Le dio a Gu Jin una mirada triste. —Al menos mi madre me amaba. Nos intercambió al nacer solo para que yo pudiera tener una buena vida. Mientras tanto, tus padres seguían tratando de encontrar errores en ti.
Gu Jin entrecerró los ojos. —¿Qué quieres decir?
—Antes solo me caías mal, pero hoy… realmente me das lástima. La familia Xia te ha tratado tan fríamente.
Gu Jin inclinó la cabeza.
—Entonces, ¿qué es lo que quieres?
Xia Wei sonrió suavemente, como si estuviera ofreciendo un buen consejo.
—Si yo fuera tú, me habría casado con ese tipo Chen Wen. Al menos parece preocuparse más que tu supuesta familia.
Gu Jin asintió lentamente.
—Hmm. Eso tiene un poco de sentido.
Los ojos de Xia Wei se iluminaron. Pensó que su plan estaba funcionando.

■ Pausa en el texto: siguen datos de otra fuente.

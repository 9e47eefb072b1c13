//! Conversion errors

use crate::types::FourCc;
use thiserror::Error;

#[derive(Error, Debug, Clone, PartialEq, Eq)]
pub enum ConvertError {
    #[error("unsupported destination format {0}")]
    UnsupportedFormat(FourCc),

    #[error("invalid dimensions {width}x{height}")]
    InvalidDimensions { width: u32, height: u32 },

    #[error("source is {src_width}x{src_height}, destination is {dst_width}x{dst_height}")]
    DimensionMismatch {
        src_width: u32,
        src_height: u32,
        dst_width: u32,
        dst_height: u32,
    },

    #[error("destination stride {stride} is shorter than a {width}-pixel row")]
    InvalidStride { stride: usize, width: u32 },

    #[error("destination buffer holds {actual} bytes, {needed} needed")]
    BufferTooSmall { needed: usize, actual: usize },

    #[error("plane {plane} holds {actual} bytes, {needed} needed")]
    PlaneTooSmall {
        plane: usize,
        needed: usize,
        actual: usize,
    },

    #[error("plane resize failed: {0}")]
    Resize(String),
}

pub type Result<T> = std::result::Result<T, ConvertError>;
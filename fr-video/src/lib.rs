//! Frame relay video primitives
//!
//! Planar frame types and the conversions a render consumer needs on read.
//!
//! Key pieces:
//! - I420 buffers shared by `Arc` between decoder and consumer
//! - Single-pass I420 -> packed 32-bit RGB with optional vertical flip
//! - Bilinear resampling into a caller-chosen resolution (fast_image_resize)
//! - Row-parallel packed conversion via rayon

pub mod color;
pub mod error;
pub mod format_conversion;
pub mod frame;
pub mod scale;
pub mod test_pattern;
pub mod types;

pub use color::*;
pub use error::*;
pub use format_conversion::*;
pub use frame::*;
pub use types::*;
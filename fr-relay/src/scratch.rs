//! Reusable conversion output

use fr_video::FourCc;
use parking_lot::MutexGuard;
use std::fmt;
use std::ops::Deref;

/// Single output buffer owned by a relay, reused across conversions
pub struct ScratchBuffer {
    data: Vec<u8>,
    width: u32,
    height: u32,
    format: FourCc,
    frame_id: u16,
    timestamp_us: u64,
}

impl ScratchBuffer {
    pub fn new() -> Self {
        Self {
            data: Vec::new(),
            width: 0,
            height: 0,
            format: FourCc(0),
            frame_id: 0,
            timestamp_us: 0,
        }
    }

    /// Resize to exactly `len` bytes if the length differs
    ///
    /// Returns true when a resize happened. Existing bytes are kept up to
    /// the new length.
    pub fn ensure_len(&mut self, len: usize) -> bool {
        if self.data.len() == len {
            return false;
        }
        self.data.resize(len, 0);
        true
    }

    pub(crate) fn describe(
        &mut self,
        width: u32,
        height: u32,
        format: FourCc,
        frame_id: u16,
        timestamp_us: u64,
    ) {
        self.width = width;
        self.height = height;
        self.format = format;
        self.frame_id = frame_id;
        self.timestamp_us = timestamp_us;
    }

    pub fn as_slice(&self) -> &[u8] {
        &self.data
    }

    pub fn as_mut_slice(&mut self) -> &mut [u8] {
        &mut self.data
    }

    pub fn len(&self) -> usize {
        self.data.len()
    }

    pub fn is_empty(&self) -> bool {
        self.data.is_empty()
    }
}

impl Default for ScratchBuffer {
    fn default() -> Self {
        Self::new()
    }
}

/// Borrowed view of the relay's scratch buffer after a conversion
///
/// While a view is alive the relay refuses further conversions, so the
/// bytes cannot change underneath it. Drop it before asking for the next
/// frame.
pub struct ScratchView<'a> {
    guard: MutexGuard<'a, ScratchBuffer>,
}

impl<'a> ScratchView<'a> {
    pub(crate) fn new(guard: MutexGuard<'a, ScratchBuffer>) -> Self {
        Self { guard }
    }

    pub fn width(&self) -> u32 {
        self.guard.width
    }

    pub fn height(&self) -> u32 {
        self.guard.height
    }

    /// Bytes per row, always tightly packed
    pub fn stride(&self) -> usize {
        self.guard.width as usize * 4
    }

    pub fn format(&self) -> FourCc {
        self.guard.format
    }

    /// Source frame id of the converted frame
    pub fn frame_id(&self) -> u16 {
        self.guard.frame_id
    }

    /// Arrival stamp of the converted frame
    pub fn timestamp_us(&self) -> u64 {
        self.guard.timestamp_us
    }

    pub fn as_ptr(&self) -> *const u8 {
        self.guard.data.as_ptr()
    }
}

impl Deref for ScratchView<'_> {
    type Target = [u8];

    fn deref(&self) -> &[u8] {
        self.guard.as_slice()
    }
}

impl fmt::Debug for ScratchView<'_> {
    fn fmt(&self, f: &mut fmt::Formatter<'_>) -> fmt::Result {
        f.debug_struct("ScratchView")
            .field("width", &self.width())
            .field("height", &self.height())
            .field("format", &self.format())
            .field("frame_id", &self.frame_id())
            .field("len", &self.len())
            .finish()
    }
}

—Si tú también lo crees, puedo organizar secretamente una reunión entre tú y Chen Wen —ofreció dulcemente.
Gu Jin hizo una pausa.
—Pero si hago eso… ¿no pensará la familia Xia que estoy en su contra?
Xia Wei sonrió más ampliamente por dentro. «Está cayendo en la trampa», pensó.

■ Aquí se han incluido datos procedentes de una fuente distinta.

use fraud_detection_service::{ServiceConfig, create_app};
use tokio::net::TcpListener;
use tracing::{error, info};
use tracing_subscriber::{layer::SubscriberExt, util::SubscriberInitExt};

/// Initialize structured JSON tracing based on environment variables
fn init_tracing() {
    let log_format = std::env::var("LOG_FORMAT").unwrap_or_else(|_| "json".to_string());
    let env_filter = tracing_subscriber::EnvFilter::try_from_default_env().unwrap_or_else(|_| {
        "fraud_detection_service=debug,fraud_model=debug,tower_http=debug".into()
    });

    match log_format.as_str() {
        "pretty" => {
            // Human-readable logging for development
            tracing_subscriber::registry()
                .with(env_filter)
                .with(tracing_subscriber::fmt::layer().pretty())
                .init();
        }
        _ => {
            // Structured JSON logging for production
            tracing_subscriber::registry()
                .with(env_filter)
                .with(
                    tracing_subscriber::fmt::layer()
                        .json()
                        .with_target(true)
                        .with_level(true),
                )
                .init();
        }
    }
}

async fn shutdown_signal() {
    let ctrl_c = async {
        if let Err(e) = tokio::signal::ctrl_c().await {
            error!("Failed to install Ctrl+C handler: {}", e);
            std::future::pending::<()>().await;
        }
    };

    #[cfg(unix)]
    let terminate = async {
        match tokio::signal::unix::signal(tokio::signal::unix::SignalKind::terminate()) {
            Ok(mut signal) => {
                signal.recv().await;
            }
            Err(e) => {
                error!("Failed to install SIGTERM handler: {}", e);
                std::future::pending::<()>().await;
            }
        }
    };

    #[cfg(not(unix))]
    let terminate = std::future::pending::<()>();

    tokio::select! {
        _ = ctrl_c => {},
        _ = terminate => {},
    }
}

#[tokio::main]
async fn main() -> anyhow::Result<()> {
    init_tracing();

    let config = ServiceConfig::from_env();
    info!(model_path = %config.model_path.display(), "Starting Fraud Detection API");

    let app = create_app(&config).await;
    let listener = TcpListener::bind(config.bind_addr()).await?;
    let addr = listener.local_addr()?;

    info!("Server running on http://{}", addr);
    info!("Prediction endpoint: POST http://{}/predict", addr);

    axum::serve(listener, app)
        .with_graceful_shutdown(shutdown_signal())
        .await?;

    info!("Shutting down...");
    Ok(())
}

—No te preocupes —dijo rápidamente—. Te apoyaré. Te protegeré de ellos. No pueden castigarte si yo te ayudo.
Gu Jin la miró por un momento y luego preguntó fríamente:
—¿Por qué me ayudarías? Has estado conspirando contra mí durante días.
Xia Wei puso cara de culpabilidad.
—Lo sé… estaba cegada. Solo quería ser amada por la familia Xia. Pero ahora… lo veo claramente. Son falsos. No merecen a alguien como yo o incluso como tú.

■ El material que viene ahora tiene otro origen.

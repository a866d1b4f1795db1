pub mod batch;
pub mod claim;
pub mod classifier;
pub mod error;
pub mod loader;
pub mod pipeline;
pub mod sample;
pub mod table;

#[cfg(test)]
mod testing;

// Re-export commonly used types
pub use batch::{BatchPrediction, BatchSummary, FRAUD_LABEL, PredictionResult, predict_claims, predict_file};
pub use claim::{ClaimField, ClaimRecord, FieldKind, FieldValue, REQUIRED_COLUMNS};
pub use classifier::{Classifier, ModelInfo, PipelineStep};
pub use error::{ArtifactError, ModelError, PredictError, ProcessingError, Result};
pub use loader::{DEFAULT_MODEL_FILE, load_model, read_model, resolve_model_path, service_base_dir};
pub use pipeline::{PipelineArtifact, PipelineModel};
pub use table::{Cell, FileFormat, Table};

Los labios de Gu Jin se curvaron en una pequeña sonrisa sarcástica.
—¿En serio?
Xia Wei se sentó en la silla como si fuera la dueña del lugar, sus ojos brillando de emoción.
—Te lo digo, Lian Rou —dijo con una suave sonrisa—, unos padres como ellos… no valen tu tiempo. Deberías simplemente ignorarlos. Si quieres, puedo ayudarte. Mucho.
Gu Jin permaneció callada por un momento, fingiendo pensar seriamente.
Luego miró hacia arriba y dijo con calma:
—Si realmente eres tan sincera, entonces bien. Hagamos lo que dijiste.
Los ojos de Xia Wei se iluminaron como fuegos artificiales. No pudo ocultar su alegría e incluso extendió la mano para tocar el antebrazo de Gu Jin.
—¡Lo sabía! ¡Realmente sabes qué es lo mejor para ti! —dijo alegremente—. No te preocupes. Mientras te cases con Chen Wen, me encargaré de todo. La familia Xia no será un problema. Hablaré con ellos yo misma.
Sonrió dulcemente y añadió:
—¿Y el dinero? No tendrás que preocuparte por eso. Te daré una parte de mis ingresos mensuales, como un dividendo. De esa manera, podrás vivir cómodamente incluso después del matrimonio.
Xia Wei se recostó con una mirada orgullosa en su rostro, pensando que ya había ganado.